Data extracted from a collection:
//! # Supervisor for one proxy-core subprocess.
//!
//! ```text
//!            start                       stop
//! Stopped ───────────► Running ───────────────────► Stopped
//!                        │  ▲
//!                restart │  │ stop + launch
//!                        ▼  │
//!                     Restarting   (concurrent restart = no-op)
//! ```
//!
//! - Config is validated before any process mutation.
//! - The child reads its config from stdin, which is closed after writing.
//! - `stop` sends SIGTERM to the child's process group, waits up to
//!   `terminate_timeout`, then SIGKILLs the group.
//! - Hooks run on their own tasks; their errors are logged and dropped.
//!
//! `start`, `stop` and `restart` are not serialized against each other
//! except for the restart guard. Callers issuing them concurrently on the
//! same supervisor must serialize externally.

use std::future::Future;
use std::sync::atomic::{AtomicBool, Ordering};
use std::sync::{Arc, Mutex, MutexGuard};

use futures_util::future::{BoxFuture, FutureExt};
use tokio::io::AsyncWriteExt;
use tokio::process::Child;
use tokio::task::JoinHandle;
use tracing::{debug, info, warn};

use crate::broadcast::{LogBroadcaster, Subscriber};
use crate::config::{CoreKind, SupervisorSettings};
use crate::error::AgentError;
use crate::launcher::CoreLauncher;
use crate::transform::{ConfigDocument, TransformContext};

pub type CoreHook = Arc<dyn Fn() -> BoxFuture<'static, anyhow::Result<()>> + Send + Sync>;

#[derive(Debug, Clone, Copy, PartialEq, Eq)]
pub enum CoreState {
    Stopped,
    Running,
    Restarting,
}

struct RunningCore {
    child: Child,
    pid: Option<u32>,
    _reader: JoinHandle<()>,
}

pub struct CoreSupervisor {
    kind: CoreKind,
    launcher: CoreLauncher,
    transform: TransformContext,
    settings: SupervisorSettings,
    version: Option<String>,
    logs: Arc<LogBroadcaster>,
    process: Mutex<Option<RunningCore>>,
    restarting: AtomicBool,
    on_start: Mutex<Vec<CoreHook>>,
    on_stop: Mutex<Vec<CoreHook>>,
}

impl CoreSupervisor {
    /// Builds a stopped supervisor and caches the executable's version.
    pub async fn new(
        launcher: CoreLauncher,
        transform: TransformContext,
        settings: SupervisorSettings,
    ) -> Self {
        let version = launcher.probe_version().await;
        Self {
            kind: transform.kind,
            logs: LogBroadcaster::new(settings.log_capacity),
            launcher,
            transform,
            settings,
            version,
            process: Mutex::new(None),
            restarting: AtomicBool::new(false),
            on_start: Mutex::new(Vec::new()),
            on_stop: Mutex::new(Vec::new()),
        }
    }

    pub fn kind(&self) -> CoreKind {
        self.kind
    }

    pub fn version(&self) -> Option<&str> {
        self.version.as_deref()
    }

    pub fn peer(&self) -> &str {
        &self.transform.peer
    }

    pub fn logs(&self) -> &Arc<LogBroadcaster> {
        &self.logs
    }

    pub fn subscribe_logs(&self) -> Subscriber {
        self.logs.subscribe()
    }

    pub fn state(&self) -> CoreState {
        if self.restarting.load(Ordering::Acquire) {
            CoreState::Restarting
        } else if self.is_running() {
            CoreState::Running
        } else {
            CoreState::Stopped
        }
    }

    /// True while a child exists and has not exited.
    pub fn is_running(&self) -> bool {
        match lock(&self.process).as_mut() {
            Some(running) => matches!(running.child.try_wait(), Ok(None)),
            None => false,
        }
    }

    pub fn pid(&self) -> Option<u32> {
        lock(&self.process).as_ref().and_then(|running| running.pid)
    }

    pub fn on_start<F, Fut>(&self, hook: F)
    where
        F: Fn() -> Fut + Send + Sync + 'static,
        Fut: Future<Output = anyhow::Result<()>> + Send + 'static,
    {
        lock(&self.on_start).push(boxed_hook(hook));
    }

    pub fn on_stop<F, Fut>(&self, hook: F)
    where
        F: Fn() -> Fut + Send + Sync + 'static,
        Fut: Future<Output = anyhow::Result<()>> + Send + 'static,
    {
        lock(&self.on_stop).push(boxed_hook(hook));
    }

    pub async fn start(&self, raw: &[u8]) -> Result<(), AgentError> {
        let document = ConfigDocument::build(raw, &self.transform)?;
        self.launch(document).await
    }

    pub async fn restart(&self, raw: &[u8]) -> Result<(), AgentError> {
        if self
            .restarting
            .compare_exchange(false, true, Ordering::AcqRel, Ordering::Acquire)
            .is_err()
        {
            debug!(event = "core_restart_in_flight", core = %self.kind);
            return Ok(());
        }
        let _guard = RestartGuard(&self.restarting);

        let document = ConfigDocument::build(raw, &self.transform)?;
        info!(event = "core_restarting", core = %self.kind);
        self.stop().await;
        self.launch(document).await
    }

    /// Terminates the running child, if any. Never fails; a child that
    /// ignores SIGTERM is killed once `terminate_timeout` elapses.
    pub async fn stop(&self) {
        let Some(mut running) = lock(&self.process).take() else {
            return;
        };
        if let Ok(Some(status)) = running.child.try_wait() {
            debug!(event = "core_already_exited", core = %self.kind, status = %status);
            return;
        }

        signal_group(self.kind, &mut running, Signal::Terminate);
        let timeout = self.settings.terminate_timeout;
        match tokio::time::timeout(timeout, running.child.wait()).await {
            Ok(Ok(status)) => {
                debug!(event = "core_exited", core = %self.kind, status = %status);
            }
            Ok(Err(err)) => {
                warn!(event = "core_wait_failed", core = %self.kind, error = %err);
            }
            Err(_) => {
                warn!(event = "core_kill", core = %self.kind, timeout_ms = timeout.as_millis() as u64);
                signal_group(self.kind, &mut running, Signal::Kill);
                if let Err(err) = running.child.kill().await {
                    debug!(event = "core_kill_failed", core = %self.kind, error = %err);
                }
            }
        }

        info!(event = "core_stopped", core = %self.kind);
        self.fire(&self.on_stop, "stop");
    }

    async fn launch(&self, document: ConfigDocument) -> Result<(), AgentError> {
        let payload = document.to_json()?;
        if self.is_running() {
            self.stop().await;
        }

        let program = self.launcher.program().display().to_string();
        let mut child = self.launcher.run_command().spawn().map_err(|err| {
            AgentError::ProcessConflict(format!("failed to launch {program}: {err}"))
        })?;
        let pid = child.id();

        let (Some(stdout), Some(stderr), Some(mut stdin)) =
            (child.stdout.take(), child.stderr.take(), child.stdin.take())
        else {
            let _ = child.start_kill();
            return Err(AgentError::ProcessConflict(format!(
                "{program} started without piped stdio"
            )));
        };
        let echo = self.settings.echo_logs.then_some(self.kind);
        let reader = self.logs.spawn_reader(stdout, stderr, echo);

        let delivered = async {
            stdin.write_all(payload.as_bytes()).await?;
            stdin.shutdown().await
        }
        .await;
        drop(stdin);
        if let Err(err) = delivered {
            let _ = child.start_kill();
            return Err(AgentError::ProcessConflict(format!(
                "failed to hand config to {program}: {err}"
            )));
        }

        let replaced = lock(&self.process).replace(RunningCore {
            child,
            pid,
            _reader: reader,
        });
        if replaced.is_some() {
            warn!(event = "core_handle_replaced", core = %self.kind);
        }

        info!(
            event = "core_started",
            core = %self.kind,
            version = self.version.as_deref().unwrap_or("unknown"),
            pid = pid.unwrap_or_default(),
            peer = %document.peer(),
            inbounds = ?document.inbound_tags()
        );
        self.fire(&self.on_start, "start");
        Ok(())
    }

    fn fire(&self, hooks: &Mutex<Vec<CoreHook>>, transition: &'static str) {
        let hooks = lock(hooks).clone();
        for hook in hooks {
            let kind = self.kind;
            tokio::spawn(async move {
                if let Err(err) = hook().await {
                    let failure = AgentError::HookFailure(format!("{err:#}"));
                    warn!(event = "core_hook_failed", core = %kind, transition, code = failure.code(), error = %failure);
                }
            });
        }
    }
}

fn boxed_hook<F, Fut>(hook: F) -> CoreHook
where
    F: Fn() -> Fut + Send + Sync + 'static,
    Fut: Future<Output = anyhow::Result<()>> + Send + 'static,
{
    Arc::new(move || hook().boxed())
}

struct RestartGuard<'a>(&'a AtomicBool);

impl Drop for RestartGuard<'_> {
    fn drop(&mut self) {
        self.0.store(false, Ordering::Release);
    }
}

#[derive(Clone, Copy)]
enum Signal {
    Terminate,
    Kill,
}

#[cfg(unix)]
fn signal_group(kind: CoreKind, running: &mut RunningCore, signal: Signal) {
    use nix::errno::Errno;
    use nix::sys::signal::{killpg, Signal as Posix};
    use nix::unistd::Pid;

    let Some(pgid) = running.pid.and_then(|pid| i32::try_from(pid).ok()) else {
        return;
    };
    let posix = match signal {
        Signal::Terminate => Posix::SIGTERM,
        Signal::Kill => Posix::SIGKILL,
    };
    // The group is gone once every member has been reaped.
    match killpg(Pid::from_raw(pgid), posix) {
        Ok(()) | Err(Errno::ESRCH) => {}
        Err(err) => {
            debug!(event = "core_signal_failed", core = %kind, signal = posix.as_str(), error = %err);
        }
    }
}

#[cfg(not(unix))]
fn signal_group(_kind: CoreKind, running: &mut RunningCore, _signal: Signal) {
    let _ = running.child.start_kill();
}

fn lock<T>(mutex: &Mutex<T>) -> MutexGuard<'_, T> {
    mutex.lock().unwrap_or_else(|poisoned| poisoned.into_inner())
}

WHAT TO WORK ON:
When a line of the records has the word "peer", pick it out and copy it.

PROBLEM SOLUTION:
    pub fn peer(&self) -> &str {
        &self.transform.peer
            peer = %document.peer(),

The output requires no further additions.